Conservative legislators argue that the state needs to be prepared for rainy days because sales tax revenue is falling and the recession is predicted to be long.

“Things can get worse before they get better,” says Senate Finance chair Steve Ogden, a Bryan Republican, during the Senate appropriations debate. “We will really be in the tank if we basically spend our rainy day money now.”

The question is whether using the money to preserve the fund does right by the federal stimulus act, which allocates about $3.2 billion to Texas in “stabilization funding” for public education. The funds must be used first to fill budget gaps for elementary, secondary, and higher education. Once a state has restored the level of funding it provided to schools in 2007 or 2008, the act directs the state to send the money to schools based on the number of low-income students they have.

Texas, unlike other states, doesn’t have a budget gap in public education. The budget even allocates an extra $1.9 billion for schools. But Texas did not designate the money for schools with low-income students, as the feds directed.

“The bottom line is that schools across the state have $3 billion less over the next three years than they would have otherwise,” says Dick Lavine, senior fiscal analyst for the Center for Public Policy Priorities. “From a policy point of view, it’s making the school districts dip into their savings.”

Democrats are furious, advocates are furious-er, and superintendents are furious-est.

Superintendents led by Abelardo Saavedra of the Houston Independent School District are trying to get the issue cleared up in hurry-before the budget is signed into law. The superintendents wrote a letter to U.S. Secretary of Education Arne Duncan asking for “guidance, in the strongest language possible, that [stabilization] dollars cannot supplant state funding for education in Texas but rather must go to increasing support for our local schools and their students.”

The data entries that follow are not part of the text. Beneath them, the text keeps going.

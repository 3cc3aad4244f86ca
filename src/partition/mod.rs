//! Partitioning primitives: reshape one sequence into grouped, filtered, or
//! previewed sequences without losing items.
//!
//! - [`batch`]: consecutive fixed-size groups.
//! - [`peek`] / [`peek_one`]: look ahead while keeping every item available.
//! - [`split`]: route each item to a matched or unmatched output.

pub mod batch;
pub mod peek;
pub mod split;
mod tee;

pub use batch::{batch, Batches};
pub use peek::{peek, peek_one, Continuation, Peeked};
pub use split::{split, SplitSide};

Senate Democrats, House Democrats, and congressional Democrats have written similar letters. At press time, Duncan had not responded, and the Department of Education didn’t return calls.

The Moral Relativist

A Messy Ending

Will Asarco finally clean up?

For almost a century, Asarco LLC, one of the nation’s largest copper mining and smelting companies, belched lead, arsenic and other toxins over El Paso. The company has been in bankruptcy proceedings since 2005, and environmentalists feared that Asarco might take another century to clean up its toxic mess (see “Dirty Money,” October 31, 2008).

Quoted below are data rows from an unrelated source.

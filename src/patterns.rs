//! A lookup table keyed by regular expressions instead of exact strings.
//!
//! [`PatternMap`] stores `(pattern, value)` pairs in insertion order. Looking
//! up a string returns every value whose pattern matches at the *start* of the
//! string. Lookups are memoized per key; any mutation drops the memo.
//!
//! # Example
//!
//! ```
//! use ironseq::patterns::PatternMap;
//!
//! # fn main() -> ironseq::Result<()> {
//! let mut routes = PatternMap::new();
//! routes.insert(r"/api/", "api")?;
//! routes.insert(r"/api/v\d+/", "versioned")?;
//! routes.insert(r"/static/", "assets")?;
//!
//! assert_eq!(routes.get("/api/v2/users"), vec![&"api", &"versioned"]);
//! assert!(routes.get("/v1/api/").is_empty());
//! # Ok(())
//! # }
//! ```

use crate::error::{Error, Result};
use regex::Regex;
use std::collections::HashMap;
use std::fmt;

fn compile(pattern: &str) -> Result<Regex> {
    Regex::new(&format!(r"\A(?:{pattern})"))
        .map_err(|e| Error::invalid_argument("pattern", format!("invalid pattern `{pattern}`: {e}")))
}

struct Entry<V> {
    source: String,
    regex: Regex,
    value: V,
}

/// Regex-keyed map. See the [module docs](self).
pub struct PatternMap<V> {
    entries: Vec<Entry<V>>,
    memo: HashMap<String, Vec<usize>>,
}

impl<V> Default for PatternMap<V> {
    fn default() -> Self {
        Self {
            entries: Vec::new(),
            memo: HashMap::new(),
        }
    }
}

impl<V: fmt::Debug> fmt::Debug for PatternMap<V> {
    fn fmt(&self, f: &mut fmt::Formatter<'_>) -> fmt::Result {
        f.debug_map().entries(self.iter()).finish()
    }
}

impl<V> PatternMap<V> {
    #[must_use]
    pub fn new() -> Self {
        Self::default()
    }

    /// Number of stored patterns.
    #[must_use]
    pub fn len(&self) -> usize {
        self.entries.len()
    }

    #[must_use]
    pub fn is_empty(&self) -> bool {
        self.entries.is_empty()
    }

    /// Store `value` under `pattern`. Re-inserting an existing pattern
    /// replaces its value in place and returns the old one.
    ///
    /// # Errors
    ///
    /// Returns [`Error::InvalidArgument`] if `pattern` does not compile.
    pub fn insert(&mut self, pattern: &str, value: V) -> Result<Option<V>> {
        let regex = compile(pattern)?;
        self.memo.clear();
        if let Some(entry) = self.entries.iter_mut().find(|e| e.source == pattern) {
            return Ok(Some(std::mem::replace(&mut entry.value, value)));
        }
        self.entries.push(Entry {
            source: pattern.to_string(),
            regex,
            value,
        });
        Ok(None)
    }

    /// Remove the entry stored under exactly `pattern`.
    pub fn remove(&mut self, pattern: &str) -> Option<V> {
        let index = self.entries.iter().position(|e| e.source == pattern)?;
        self.memo.clear();
        Some(self.entries.remove(index).value)
    }

    fn matching(&mut self, key: &str) -> &[usize] {
        let entries = &self.entries;
        self.memo.entry(key.to_string()).or_insert_with(|| {
            entries
                .iter()
                .enumerate()
                .filter(|(_, e)| e.regex.is_match(key))
                .map(|(i, _)| i)
                .collect()
        })
    }

    /// Every value whose pattern matches the start of `key`, in insertion order.
    pub fn get(&mut self, key: &str) -> Vec<&V> {
        let hits = self.matching(key).to_vec();
        hits.into_iter().map(|i| &self.entries[i].value).collect()
    }

    /// `true` if any pattern matches the start of `key`.
    #[must_use]
    pub fn contains(&self, key: &str) -> bool {
        self.memo.get(key).map_or_else(
            || self.entries.iter().any(|e| e.regex.is_match(key)),
            |hits| !hits.is_empty(),
        )
    }

    /// Remove and return every value whose pattern matches the start of `key`.
    pub fn pop_matching(&mut self, key: &str) -> Vec<V> {
        self.memo.clear();
        let (hit, kept) = std::mem::take(&mut self.entries)
            .into_iter()
            .partition::<Vec<_>, _>(|e| e.regex.is_match(key));
        self.entries = kept;
        hit.into_iter().map(|e| e.value).collect()
    }

    /// Remove and return the most recently inserted entry.
    pub fn pop_last(&mut self) -> Option<(String, V)> {
        let entry = self.entries.pop()?;
        self.memo.clear();
        Some((entry.source, entry.value))
    }

    /// Stored patterns, as written by the caller, in insertion order.
    pub fn patterns(&self) -> impl Iterator<Item = &str> {
        self.entries.iter().map(|e| e.source.as_str())
    }

    pub fn values(&self) -> impl Iterator<Item = &V> {
        self.entries.iter().map(|e| &e.value)
    }

    /// `(pattern, value)` pairs in insertion order.
    pub fn iter(&self) -> impl Iterator<Item = (&str, &V)> {
        self.entries.iter().map(|e| (e.source.as_str(), &e.value))
    }

    /// Number of distinct keys whose lookups are currently memoized.
    #[must_use]
    pub fn memoized(&self) -> usize {
        self.memo.len()
    }
}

Recently they received welcome news: Federal and state governments have reached a $1.11 billion settlement with the company to clean up contaminated sites across the country, including the shuttered smelter in El Paso. And Ascarco finally might have found a buyer. On May 18, federal bankruptcy judge Richard Schmidt will hear the company’s proposal to be bought out by a foreign investor and to pay off its environmental liabilities.

The Sierra Club is concerned that Texas’ slice of the cleanup money is not enough. The Texas Commission on Environmental Quality has asked for $52 million, but the environment group says a more realistic amount would be $250 million.

“We are talking about maybe one of the largest environmental cleanups in Texas history,” says Oliver Bernstein, a spokesperson for the Sierra Club. “The polluter should pay for the cleanup, not the taxpayers.”

Terry Clawson, a TCEQ spokesperson, defended the state’s proposal in an e-mail to the Observer, writing that staff had carefully evaluated data from both Asarco and independent sources to arrive at the $52 million estimate.

Bernstein says the state’s proposal doesn’t include the larger contaminated area outside El Paso, which encompassed southern New Mexico and Juarez, Mexico. Nor does it factor in a 250-acre site adjacent to the smelter that served as a dump.

The Department of Justice reached its settlement with Asarco in March and is seeking comments on the agreement. On April 21, the Texas Sierra Club chapter wrote to the U.S. Attorney General to dispute the state’s cleanup request.

The Sierra Club is asking for a public hearing in El Paso. It also wants the Obama administration to fund health studies on former smelters workers. “We hope they’ll view the El Paso facility as a major environmental problem that needs to be dealt with,” Bernstein says.